Mil gracias por la respuesta que me puedan dar.
Rafa Mora Sesma


Y esta ha sido la respuesta de la editorial, o de la asistente, como pone, o de quien sea que sea la tal Ana Lyons que responde:
Estimado Rafa:
Gracias por su mensaje que he transmitido a D. Arturo Pérez-Reverte.
D. Arturo me confirma que hablan de la misma profesora, de Amparo Ibáñez. Impartió clases en Cartagena y luego se fue a Valencia.
Aprovecho la ocasión para enviarle un cordial saludo,
Ana Lyons
Asistente

10 octubre 2011

Bajar la tapa del váter

En el trabajo hay una compañera que sabemos cuándo está en el váter porque cuando acaba, suelta la tapa y esta cae a lo bestia sobre la taza. ¡Clonc! El caso es que un día le pregunté porque lo hacía, y entonces me dijo que era sin querer, que en su casa tenía una taza que al dejar caer la tapadera, esta se frenaba solita y caía con suavidad, mientras ella se olvidaba del tema. Cosa de costumbre.
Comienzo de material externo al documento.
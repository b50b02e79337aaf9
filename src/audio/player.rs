//! Playback of synthesized clips
//!
//! rodio's output stream is not Send, so a dedicated audio thread owns it and
//! receives commands over a channel.

use crate::tts::cache::AudioClip;
use anyhow::Result;
use async_trait::async_trait;
use std::io::Cursor;
use std::sync::mpsc;
use std::thread;
use tokio::sync::oneshot;
use tracing::{debug, error, info, warn};

/// Something that can play an encoded audio clip
#[async_trait]
pub trait AudioPlayer: Send + Sync {
    /// Start playing `clip`. Returns once playback has begun; an error means
    /// the clip could not be decoded or the output is gone.
    async fn play(&self, clip: &AudioClip) -> Result<()>;

    /// Stop whatever is playing
    fn stop(&self) {}

    /// Resolves once queued audio has finished
    async fn drain(&self) {}
}

enum AudioCommand {
    Play(AudioClip, oneshot::Sender<Result<()>>),
    Drain(oneshot::Sender<()>),
    Stop,
}

/// Thread-safe handle to the rodio audio thread
#[derive(Clone)]
pub struct RodioPlayer {
    sender: mpsc::Sender<AudioCommand>,
}

impl std::fmt::Debug for RodioPlayer {
    fn fmt(&self, f: &mut std::fmt::Formatter<'_>) -> std::fmt::Result {
        f.debug_struct("RodioPlayer").finish()
    }
}

impl RodioPlayer {
    pub fn new() -> Result<Self> {
        let (sender, receiver) = mpsc::channel::<AudioCommand>();

        thread::Builder::new()
            .name("lingochamp-audio".to_string())
            .spawn(move || Self::audio_thread(receiver))?;

        Ok(Self { sender })
    }

    fn audio_thread(receiver: mpsc::Receiver<AudioCommand>) {
        use rodio::OutputStream;

        let (stream, stream_handle) = match OutputStream::try_default() {
            Ok(s) => s,
            Err(e) => {
                warn!("🔇 Failed to initialize audio output: {}", e);
                // Keep answering so callers fall back instead of hanging
                while let Ok(cmd) = receiver.recv() {
                    match cmd {
                        AudioCommand::Play(_, resp) => {
                            let _ = resp.send(Err(anyhow::anyhow!("no audio output: {}", e)));
                        }
                        AudioCommand::Drain(resp) => {
                            let _ = resp.send(());
                        }
                        AudioCommand::Stop => {}
                    }
                }
                return;
            }
        };

        let _stream = stream;
        let mut sink = match rodio::Sink::try_new(&stream_handle) {
            Ok(s) => s,
            Err(e) => {
                error!("❌ Failed to create audio sink: {}", e);
                return;
            }
        };

        info!("🔊 Audio thread started");

        while let Ok(cmd) = receiver.recv() {
            match cmd {
                AudioCommand::Play(clip, resp) => {
                    // Only the newest clip should be heard
                    sink.stop();
                    if let Ok(new_sink) = rodio::Sink::try_new(&stream_handle) {
                        sink = new_sink;
                    }
                    let result = rodio::Decoder::new(Cursor::new(clip.bytes.clone()))
                        .map(|source| {
                            sink.append(source);
                            debug!("🔊 Playing clip ({} bytes)", clip.len());
                        })
                        .map_err(|e| anyhow::anyhow!("undecodable {} clip: {}", clip.mime, e));
                    let _ = resp.send(result);
                }
                AudioCommand::Drain(resp) => {
                    sink.sleep_until_end();
                    let _ = resp.send(());
                }
                AudioCommand::Stop => {
                    sink.stop();
                    if let Ok(new_sink) = rodio::Sink::try_new(&stream_handle) {
                        sink = new_sink;
                    }
                }
            }
        }

        info!("🔇 Audio thread stopped");
    }
}

#[async_trait]
impl AudioPlayer for RodioPlayer {
    async fn play(&self, clip: &AudioClip) -> Result<()> {
        let (tx, rx) = oneshot::channel();
        self.sender
            .send(AudioCommand::Play(clip.clone(), tx))
            .map_err(|e| anyhow::anyhow!("Audio thread disconnected: {}", e))?;
        rx.await
            .map_err(|e| anyhow::anyhow!("Audio thread dropped request: {}", e))?
    }

    fn stop(&self) {
        let _ = self.sender.send(AudioCommand::Stop);
    }

    async fn drain(&self) {
        let (tx, rx) = oneshot::channel();
        if self.sender.send(AudioCommand::Drain(tx)).is_ok() {
            let _ = rx.await;
        }
    }
}

/// Player used when audio output is disabled
#[derive(Debug, Default)]
pub struct SilentPlayer;

#[async_trait]
impl AudioPlayer for SilentPlayer {
    async fn play(&self, clip: &AudioClip) -> Result<()> {
        debug!("🔇 Audio disabled, skipping {} byte clip", clip.len());
        Ok(())
    }
}
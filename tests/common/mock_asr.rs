//! Scripted recognizer for testing
//!
//! Each `start` replays the next scripted session and closes it with
//! `Ended`.

use anyhow::Result;
use lingochamp::asr::{RecognitionError, RecognitionEvent, Recognizer};
use std::collections::VecDeque;
use std::sync::{Arc, Mutex};
use tokio::sync::mpsc::UnboundedSender;

pub enum Scripted {
    Heard(&'static str),
    Silence,
    Fail(RecognitionError),
}

pub struct MockRecognizer {
    script: VecDeque<Scripted>,
    pub starts: Arc<Mutex<usize>>,
}

impl MockRecognizer {
    pub fn new(script: Vec<Scripted>) -> Self {
        Self {
            script: script.into(),
            starts: Arc::new(Mutex::new(0)),
        }
    }
}

impl Recognizer for MockRecognizer {
    fn name(&self) -> &str {
        "mock"
    }

    fn is_available(&self) -> bool {
        true
    }

    fn start(&mut self, _language: &str, events: UnboundedSender<RecognitionEvent>) -> Result<()> {
        *self.starts.lock().unwrap() += 1;
        let _ = events.send(RecognitionEvent::Started);
        match self.script.pop_front() {
            Some(Scripted::Heard(text)) => {
                let _ = events.send(RecognitionEvent::Transcript(text.to_string()));
            }
            Some(Scripted::Fail(error)) => {
                let _ = events.send(RecognitionEvent::Error(error));
            }
            Some(Scripted::Silence) | None => {}
        }
        let _ = events.send(RecognitionEvent::Ended);
        Ok(())
    }
}
//! Cache of synthesized clips keyed by exact source text
//!
//! No eviction: entries live until [`AudioCache::clear`].

use std::collections::HashMap;
use std::sync::Arc;
use tracing::debug;

/// Encoded audio ready for playback
#[derive(Debug, Clone, PartialEq, Eq)]
pub struct AudioClip {
    pub bytes: Arc<[u8]>,
    pub mime: &'static str,
}

impl AudioClip {
    pub fn mp3(bytes: Vec<u8>) -> Self {
        Self {
            bytes: bytes.into(),
            mime: "audio/mpeg",
        }
    }

    pub fn len(&self) -> usize {
        self.bytes.len()
    }

    pub fn is_empty(&self) -> bool {
        self.bytes.is_empty()
    }
}

#[derive(Debug, Default)]
pub struct AudioCache {
    clips: HashMap<String, AudioClip>,
}

impl AudioCache {
    pub fn new() -> Self {
        Self::default()
    }

    pub fn get(&self, text: &str) -> Option<&AudioClip> {
        self.clips.get(text)
    }

    pub fn insert(&mut self, text: &str, clip: AudioClip) {
        debug!("Caching {} byte clip for '{}'", clip.len(), text);
        self.clips.insert(text.to_string(), clip);
    }

    pub fn contains(&self, text: &str) -> bool {
        self.clips.contains_key(text)
    }

    pub fn len(&self) -> usize {
        self.clips.len()
    }

    pub fn is_empty(&self) -> bool {
        self.clips.is_empty()
    }

    /// Drop every clip and return how many were released
    pub fn clear(&mut self) -> usize {
        let released = self.clips.len();
        self.clips.clear();
        released
    }
}

#[cfg(test)]
mod tests {
    use super::*;

    #[test]
    fn test_keys_are_exact_text() {
        let mut cache = AudioCache::new();
        cache.insert("Hello", AudioClip::mp3(vec![1, 2, 3]));

        assert!(cache.contains("Hello"));
        assert!(!cache.contains("hello"));
        assert!(!cache.contains("Hello "));
        assert_eq!(cache.get("Hello").unwrap().len(), 3);
    }

    #[test]
    fn test_clear_releases_everything() {
        let mut cache = AudioCache::new();
        cache.insert("a", AudioClip::mp3(vec![1]));
        cache.insert("b", AudioClip::mp3(vec![2]));

        assert_eq!(cache.clear(), 2);
        assert!(cache.is_empty());
        assert_eq!(cache.clear(), 0);
    }
}
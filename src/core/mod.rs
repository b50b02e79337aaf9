//! External text services
//!
//! Currently the example-sentence hint generator.

pub mod gemini;

pub use gemini::{GeminiClient, HintSource, FALLBACK_SENTENCE};
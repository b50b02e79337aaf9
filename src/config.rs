use anyhow::Result;
use serde::{Deserialize, Serialize};
use std::path::PathBuf;

/// Environment variable overriding `tts_api_key`
pub const TTS_API_KEY_ENV: &str = "LINGOCHAMP_TTS_API_KEY";
/// Environment variable overriding `gemini_api_key`
pub const GEMINI_API_KEY_ENV: &str = "LINGOCHAMP_GEMINI_API_KEY";

/// Main application configuration
#[derive(Debug, Clone, Serialize, Deserialize)]
#[serde(default)]
pub struct Config {
    // Speech output
    pub language: String,
    pub tts_endpoint: String,
    pub tts_api_key: String,
    pub premium_voice: String,
    pub speaking_rate: f32,
    pub fallback_rate: f32,
    pub audio_enabled: bool,

    // Hints
    pub gemini_endpoint: String,
    pub gemini_api_key: String,

    // Speech input
    pub recognizer: String,
    pub wyoming_host: String,
    pub wyoming_port: u16,
    pub listen_seconds: u64,
    pub input_device: Option<usize>,

    // Meta
    pub data_dir: String,
    pub log_level: String,
}

impl Default for Config {
    fn default() -> Self {
        Self {
            language: "en-US".to_string(),
            tts_endpoint: "https://texttospeech.googleapis.com/v1/text:synthesize".to_string(),
            tts_api_key: String::new(),
            premium_voice: "en-US-Neural2-F".to_string(),
            speaking_rate: 0.9,
            fallback_rate: 0.8,
            audio_enabled: true,
            gemini_endpoint:
                "https://generativelanguage.googleapis.com/v1beta/models/gemini-pro:generateContent"
                    .to_string(),
            gemini_api_key: String::new(),
            recognizer: "console".to_string(),
            wyoming_host: "localhost".to_string(),
            wyoming_port: 10300,
            listen_seconds: 4,
            input_device: None,
            data_dir: dirs::data_dir()
                .unwrap_or_else(|| PathBuf::from("."))
                .join("lingochamp")
                .to_string_lossy()
                .to_string(),
            log_level: "INFO".to_string(),
        }
    }
}

impl Config {
    /// Load config from file (or defaults), then apply environment overrides
    pub fn load() -> Result<Self> {
        let mut config = Self::load_from(&config_path())?;
        config.apply_env(|key| std::env::var(key).ok());
        Ok(config)
    }

    /// Load config from a specific path, falling back to defaults
    pub fn load_from(path: &std::path::Path) -> Result<Self> {
        if !path.exists() {
            return Ok(Self::default());
        }

        let content = std::fs::read_to_string(path)?;
        match serde_json::from_str(&content) {
            Ok(config) => Ok(config),
            Err(e) => {
                tracing::warn!("⚠️ Config file corrupted or invalid, using defaults: {}", e);
                let backup_path = path.with_extension("json.corrupt");
                let _ = std::fs::rename(path, &backup_path);
                Ok(Self::default())
            }
        }
    }

    /// Override API keys from the environment. Empty values are ignored.
    pub fn apply_env<F>(&mut self, lookup: F)
    where
        F: Fn(&str) -> Option<String>,
    {
        if let Some(key) = lookup(TTS_API_KEY_ENV).filter(|k| !k.trim().is_empty()) {
            self.tts_api_key = key;
        }
        if let Some(key) = lookup(GEMINI_API_KEY_ENV).filter(|k| !k.trim().is_empty()) {
            self.gemini_api_key = key;
        }
    }

    /// Directory holding persisted state (test history)
    pub fn data_path(&self) -> PathBuf {
        PathBuf::from(&self.data_dir)
    }
}

pub fn config_path() -> PathBuf {
    dirs::config_dir()
        .unwrap_or_else(|| PathBuf::from("."))
        .join("lingochamp")
        .join("config.json")
}
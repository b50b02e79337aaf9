//! Mock speech output and device synthesizer for testing
//!
//! Records all spoken text for verification.

use anyhow::Result;
use async_trait::async_trait;
use lingochamp::audio::player::AudioPlayer;
use lingochamp::tts::{AudioClip, DeviceSpeech, DeviceVoice, TtsEngine, Utterance};
use std::sync::{Arc, Mutex};

/// Mock TTS engine that records spoken text
#[derive(Debug, Clone, Default)]
pub struct MockTts {
    pub spoken: Arc<Mutex<Vec<String>>>,
}

impl MockTts {
    pub fn new() -> Self {
        Self::default()
    }

    pub fn get_spoken(&self) -> Vec<String> {
        self.spoken.lock().unwrap().clone()
    }

    pub fn was_spoken(&self, text: &str) -> bool {
        self.spoken.lock().unwrap().iter().any(|s| s == text)
    }
}

#[async_trait]
impl TtsEngine for MockTts {
    async fn speak(&self, text: &str, _language: &str) {
        self.spoken.lock().unwrap().push(text.to_string());
    }

    fn name(&self) -> &str {
        "mock"
    }
}

/// Device synthesizer with a ready voice list that records utterances
#[derive(Debug, Clone, Default)]
pub struct MockDevice {
    pub utterances: Arc<Mutex<Vec<Utterance>>>,
    pub cancels: Arc<Mutex<usize>>,
}

impl MockDevice {
    pub fn new() -> Self {
        Self::default()
    }

    pub fn utterances(&self) -> Vec<Utterance> {
        self.utterances.lock().unwrap().clone()
    }
}

#[async_trait]
impl DeviceSpeech for MockDevice {
    fn cancel(&self) {
        *self.cancels.lock().unwrap() += 1;
    }

    fn voices(&self) -> Option<Vec<DeviceVoice>> {
        Some(vec![
            DeviceVoice {
                name: "default-us".to_string(),
                language: "en-US".to_string(),
                is_default: true,
            },
            DeviceVoice {
                name: "clear-us".to_string(),
                language: "en-US".to_string(),
                is_default: false,
            },
        ])
    }

    async fn voices_ready(&self) {}

    async fn speak(&self, utterance: &Utterance) -> Result<()> {
        self.utterances.lock().unwrap().push(utterance.clone());
        Ok(())
    }

    fn name(&self) -> &str {
        "mock-device"
    }
}

/// Player that records clip sizes instead of playing them
#[derive(Debug, Clone, Default)]
pub struct RecordingPlayer {
    pub played: Arc<Mutex<Vec<usize>>>,
}

impl RecordingPlayer {
    pub fn new() -> Self {
        Self::default()
    }

    pub fn played(&self) -> Vec<usize> {
        self.played.lock().unwrap().clone()
    }
}

#[async_trait]
impl AudioPlayer for RecordingPlayer {
    async fn play(&self, clip: &AudioClip) -> Result<()> {
        self.played.lock().unwrap().push(clip.len());
        Ok(())
    }
}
El caso es que el otro día, en casa de unos amigos, me levanté de la taza después de soltar lastre, y cuando fui a bajar la tapa, después de subirme los pantalones, abandonar aquella posición indigna y todo el percal, vi que aquella tapa se me resistía, que quería bajar sola, sin mi ayuda. Entonces me quedé mirándola, entre confuso y gruñón, y decidí que entonces tenía que acoplarme yo a su sistema, y no ella al mío.

Así pues, volví a levantarla, y desde arriba jugué a dejarla caer, sin miedo a que diera un golpetazo. Fue difícil. Tenía que confiar en ella, pensar que, con su sistema, no daría un golpe bestial sobre la taza con riesgo de pelar la pintura. Era como cuando en clase de gimnasia en el instituto, o con los amigos, debías cerrar los ojos y dejarte caer hacia atrás confiando en que los brazos de un compañero te iban a sujetar sin que te dejaras la columna vertebral en el suelo. Que nadie se engañe: todos abríamos los ojos y estábamos en tensión. Fíate tú.

El caso es que esta tapadera, cabronceta, es de confianza. Era como si te dicen, oye majo, salta desde el avión, olvídate del paracaídas, que él se abre por sí solo porque detecta automáticamente la distancia que le queda hasta el suelo. Complicado, ¿verdad? Pues, tranquilos, que ella es de fiar.

Así es que allí estuve un rato: cogiendo confianza con aquella tapa de buen ver, moderna, elegante, inteligente. La dejaba caer con diferentes fuerzas, y ella trabajaba eficiente con idéntica respuesta. Maravilloso invento. El problema es que ahora nunca sabemos si nuestra compañera es quien ocupa el baño del trabajo, porque ya actúa silenciosa, a la vieja usanza, claro, bajando con la mano lo que un día un ingeniero pensó que era demasiado incómodo para el usuario.